Once again, this year we have focused mainly on pipeline graphs, and considered platforms in which processors are subject to failure during the execution of the application. We derived new theoretical results for bi-criteria mappings aiming at optimizing both the latency ( i.e., the response time) and the reliability ( i.e., the probability that the computation will be successful) of the application. Latency is minimized by using faster processors, while reliability is increased by replicating computations on a set of processors. However, replication increases latency (additional communications, slower processors). The application fails to be executed only if all the processors fail during execution. While simple polynomial algorithms can be found for fully homogeneous platforms, the problem becomes NP-hard when tackling heterogeneous platforms.

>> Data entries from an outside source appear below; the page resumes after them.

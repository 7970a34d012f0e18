use std::collections::hash_map::DefaultHasher;
use std::hash::{Hash, Hasher};

use emath::{Vec2, vec2};

/// Maps an id onto a stable pair in `[-1, 1]`, used to jitter seeded positions.
pub fn stable_pair(id: &str) -> (f32, f32) {
    let mut hasher = DefaultHasher::new();
    id.hash(&mut hasher);
    let hash = hasher.finish();

    let x = ((hash & 0xffff_ffff) as f64 / u32::MAX as f64) as f32;
    let y = (((hash >> 32) & 0xffff_ffff) as f64 / u32::MAX as f64) as f32;
    ((x * 2.0) - 1.0, (y * 2.0) - 1.0)
}

/// Deterministic unit direction for two points that share a position.
pub fn jiggle_direction(a: usize, b: usize) -> Vec2 {
    let angle = ((a as f32) * 0.618_034 + (b as f32) * 0.414_214) * std::f32::consts::TAU;
    vec2(angle.cos(), angle.sin())
}

pub fn aggregated_link_width(weight: f32) -> f32 {
    (1.0 + weight.max(1.0).ln()).min(10.0)
}

#[cfg(test)]
mod tests {
    use super::*;

    #[test]
    fn stable_pair_is_repeatable_and_bounded() {
        let first = stable_pair("0xabc");
        assert_eq!(first, stable_pair("0xabc"));
        assert!((-1.0..=1.0).contains(&first.0));
        assert!((-1.0..=1.0).contains(&first.1));
    }

    #[test]
    fn link_width_saturates() {
        assert_eq!(aggregated_link_width(1.0), 1.0);
        assert_eq!(aggregated_link_width(1.0e9), 10.0);
    }
}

On the experimental side, we have designed and implemented several polynomial heuristics for different instances of our problems. Experiments have been conducted for pipeline application graphs, on Communication-Homogeneous platforms, since clusters made of different-speed processors interconnected by either plain Ethernet or a high-speed switch constitute the typical experimental platforms in most academic or industry research departments. We can express the problem of maximizing the throughput as the solution of an integer linear program, and thus we have been able to compare the heuristics with an optimal solution for small instances of the problem. For bi-criteria optimization problems, we have compared different heuristics through extensive simulations. Typical applications include digital image processing, where images are processed in steady-state mode. This year, we have thoroughly studied the mapping of a particular image processing application, the JPEG encoding. Mapping pipelined JPEG encoding onto parallel platforms is useful for instance for encoding Motion JPEG images. The performance of our bi-criteria heuristics has been validated on this application.

Mapping linear workflows with computation/communication overlap

In this joint work with Kunal Agrawal (MIT), we extend our work on linear pipelined workflows to a more realistic architectural model with bounded communication capabilities and full computation/communication overlap. This model is representative of current multi-threaded systems. We present several complexity results related to period and/or latency minimization.

To be precise, we prove that maximizing the period is NP-complete even for homogeneous platforms and minimizing the latency is NP-complete for heterogeneous platforms. Moreover, we present an approximation algorithm for throughput maximization for linear chain applications on homogeneous platforms, and an approximation algorithm for latency minimization for linear chain applications on all platforms where communication is homogeneous (the processor speeds can differ). In addition, we present algorithms for several important special cases for linear chain applications. Finally, we consider the implications of adding feedback to linear chain applications.

Energy-aware scheduling

We consider the problem of scheduling an application composed of independent tasks on a fully heterogeneous master-worker platform with communication costs. We introduce a bi-criteria approach aiming at maximizing the throughput of the application while minimizing the energy consumed by participating resources. Assuming arbitrary super-linear power consumption laws, we investigate different models for energy consumption, with and without start-up overheads. Building upon closed-form expressions for the uniprocessor case, we are able to derive optimal or asymptotically optimal solutions for both models.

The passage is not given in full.